(Data entries)
----------------
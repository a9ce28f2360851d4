//! Platform Crate - Technical Infrastructure
//!
//! This crate provides shared technical foundations:
//! - Cryptographic utilities (SHA-256, random bytes, Base64)
//! - Password hashing (Argon2id)
//! - Cookie management and client IP extraction
//! - Outgoing mail (console and Resend transports)
//! - Cloudflare Turnstile verification
//! - The HTML layout and form components every page is built from

pub mod client;
pub mod cookie;
pub mod crypto;
pub mod html;
pub mod mail;
pub mod password;
pub mod turnstile;
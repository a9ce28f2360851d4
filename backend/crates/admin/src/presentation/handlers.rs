//! HTTP Handlers
//!
//! Every handler runs behind the session guard, so an
//! [`AuthenticatedUser`] is always in the request extensions. Actions
//! redirect back to the panel with a `success` or `error` message.

use axum::extract::{Extension, Form, Query, State};
use axum::http::StatusCode;
use axum::response::{IntoResponse, Redirect, Response};
use std::sync::Arc;

use account::AccountConfig;
use account::domain::entity::AuthenticatedUser;

use crate::application::{
    AdminPanelUseCase, ChangeGroupInput, ChangeGroupUseCase, DeleteUserUseCase,
    USER_DELETED, USER_GROUP_UPDATED,
};
use crate::domain::policy::ensure_administrator;
use crate::domain::repository::UserAdminRepository;
use crate::error::{AdminError, AdminResult};
use crate::presentation::dto::{AdminQuery, ChangeGroupForm, UserActionForm, admin_redirect_url};
use crate::presentation::views::{self, AdminPageView};

/// Shared state for admin handlers
#[derive(Clone)]
pub struct AdminAppState<A>
where
    A: UserAdminRepository + Clone + Send + Sync + 'static,
{
    pub repo: Arc<A>,
    pub config: Arc<AccountConfig>,
}

/// Map an action result onto the panel redirect
fn redirect_with(result: AdminResult<()>, success: &str) -> Response {
    match result {
        Ok(()) => Redirect::to(&admin_redirect_url("success", success)).into_response(),
        Err(e) => error_response(e),
    }
}

/// 403 page for non-administrators, `?error=` redirect for the rest
fn error_response(err: AdminError) -> Response {
    if matches!(err, AdminError::AccessDenied) {
        return err.into_response();
    }
    err.log();
    Redirect::to(&admin_redirect_url("error", &err.public_message())).into_response()
}

/// GET /admin
pub async fn admin_page<A>(
    State(state): State<AdminAppState<A>>,
    Extension(viewer): Extension<AuthenticatedUser>,
    Query(query): Query<AdminQuery>,
) -> Response
where
    A: UserAdminRepository + Clone + Send + Sync + 'static,
{
    match AdminPanelUseCase::new(state.repo.clone()).execute(&viewer).await {
        Ok(panel) => views::admin_panel(AdminPageView {
            server_name: &state.config.server_name,
            users: &panel.users,
            groups: &panel.groups,
            success: query.success.as_deref(),
            error: query.error.as_deref(),
        })
        .into_response(),
        Err(AdminError::AccessDenied) => {
            tracing::warn!(user_id = %viewer.user.user_id, "Admin panel access denied");
            (StatusCode::FORBIDDEN, views::access_denied(&state.config.server_name)).into_response()
        }
        Err(e) => e.into_response(),
    }
}

/// POST /admin (`_method=DELETE`)
pub async fn user_action<A>(
    State(state): State<AdminAppState<A>>,
    Extension(viewer): Extension<AuthenticatedUser>,
    Form(form): Form<UserActionForm>,
) -> Response
where
    A: UserAdminRepository + Clone + Send + Sync + 'static,
{
    if let Err(e) = ensure_administrator(&viewer) {
        return error_response(e);
    }
    if !form.is_delete() {
        return error_response(AdminError::InvalidRequest("Unsupported action"));
    }

    let result = DeleteUserUseCase::new(state.repo.clone())
        .execute(&viewer, &form.user_id)
        .await
        .map(|_| ());

    redirect_with(result, USER_DELETED)
}

/// POST /admin/group
pub async fn change_group<A>(
    State(state): State<AdminAppState<A>>,
    Extension(viewer): Extension<AuthenticatedUser>,
    Form(form): Form<ChangeGroupForm>,
) -> Response
where
    A: UserAdminRepository + Clone + Send + Sync + 'static,
{
    let input = ChangeGroupInput {
        user_id: form.user_id,
        user_group_id: form.user_group_id,
    };

    let result = ChangeGroupUseCase::new(state.repo.clone())
        .execute(&viewer, input)
        .await
        .map(|_| ());

    redirect_with(result, USER_GROUP_UPDATED)
}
----------------
WHAT IS NEEDED:
All the entries should be written out again precisely.

RESPONSE TO THIS EXERCISE:
repository a9ce28f2360851d4
//! Platform Crate - Technical Infrastructure
//!
//! This crate provides shared technical foundations:
//! - Cryptographic utilities (SHA-256, random bytes, Base64)
//! - Password hashing (Argon2id)
//! - Cookie management and client IP extraction
//! - Outgoing mail (console and Resend transports)
//! - Cloudflare Turnstile verification
//! - The HTML layout and form components every page is built from

pub mod client;
pub mod cookie;
pub mod crypto;
pub mod html;
pub mod mail;
pub mod password;
pub mod turnstile;
repository a9ce28f2360851d4
filename backend/crates/admin/src/presentation/handlers.rs
//! HTTP Handlers
//!
//! Every handler runs behind the session guard, so an
//! [`AuthenticatedUser`] is always in the request extensions. Actions
//! redirect back to the panel with a `success` or `error` message.

use axum::extract::{Extension, Form, Query, State};
use axum::http::StatusCode;
use axum::response::{IntoResponse, Redirect, Response};
use std::sync::Arc;

use account::AccountConfig;
use account::domain::entity::AuthenticatedUser;

use crate::application::{
    AdminPanelUseCase, ChangeGroupInput, ChangeGroupUseCase, DeleteUserUseCase,
    USER_DELETED, USER_GROUP_UPDATED,
};
use crate::domain::policy::ensure_administrator;
use crate::domain::repository::UserAdminRepository;
use crate::error::{AdminError, AdminResult};
use crate::presentation::dto::{AdminQuery, ChangeGroupForm, UserActionForm, admin_redirect_url};
use crate::presentation::views::{self, AdminPageView};

/// Shared state for admin handlers
#[derive(Clone)]
pub struct AdminAppState<A>
where
    A: UserAdminRepository + Clone + Send + Sync + 'static,
{
    pub repo: Arc<A>,
    pub config: Arc<AccountConfig>,
}

/// Map an action result onto the panel redirect
fn redirect_with(result: AdminResult<()>, success: &str) -> Response {
    match result {
        Ok(()) => Redirect::to(&admin_redirect_url("success", success)).into_response(),
        Err(e) => error_response(e),
    }
}

/// 403 page for non-administrators, `?error=` redirect for the rest
fn error_response(err: AdminError) -> Response {
    if matches!(err, AdminError::AccessDenied) {
        return err.into_response();
    }
    err.log();
    Redirect::to(&admin_redirect_url("error", &err.public_message())).into_response()
}

/// GET /admin
pub async fn admin_page<A>(
    State(state): State<AdminAppState<A>>,
    Extension(viewer): Extension<AuthenticatedUser>,
    Query(query): Query<AdminQuery>,
) -> Response
where
    A: UserAdminRepository + Clone + Send + Sync + 'static,
{
    match AdminPanelUseCase::new(state.repo.clone()).execute(&viewer).await {
        Ok(panel) => views::admin_panel(AdminPageView {
            server_name: &state.config.server_name,
            users: &panel.users,
            groups: &panel.groups,
            success: query.success.as_deref(),
            error: query.error.as_deref(),
        })
        .into_response(),
        Err(AdminError::AccessDenied) => {
            tracing::warn!(user_id = %viewer.user.user_id, "Admin panel access denied");
            (StatusCode::FORBIDDEN, views::access_denied(&state.config.server_name)).into_response()
        }
        Err(e) => e.into_response(),
    }
}

/// POST /admin (`_method=DELETE`)
pub async fn user_action<A>(
    State(state): State<AdminAppState<A>>,
    Extension(viewer): Extension<AuthenticatedUser>,
    Form(form): Form<UserActionForm>,
) -> Response
where
    A: UserAdminRepository + Clone + Send + Sync + 'static,
{
    if let Err(e) = ensure_administrator(&viewer) {
        return error_response(e);
    }
    if !form.is_delete() {
        return error_response(AdminError::InvalidRequest("Unsupported action"));
    }

    let result = DeleteUserUseCase::new(state.repo.clone())
        .execute(&viewer, &form.user_id)
        .await
        .map(|_| ());

    redirect_with(result, USER_DELETED)
}

/// POST /admin/group
pub async fn change_group<A>(
    State(state): State<AdminAppState<A>>,
    Extension(viewer): Extension<AuthenticatedUser>,
    Form(form): Form<ChangeGroupForm>,
) -> Response
where
    A: UserAdminRepository + Clone + Send + Sync + 'static,
{
    let input = ChangeGroupInput {
        user_id: form.user_id,
        user_group_id: form.user_group_id,
    };

    let result = ChangeGroupUseCase::new(state.repo.clone())
        .execute(&viewer, input)
        .await
        .map(|_| ());

    redirect_with(result, USER_GROUP_UPDATED)
}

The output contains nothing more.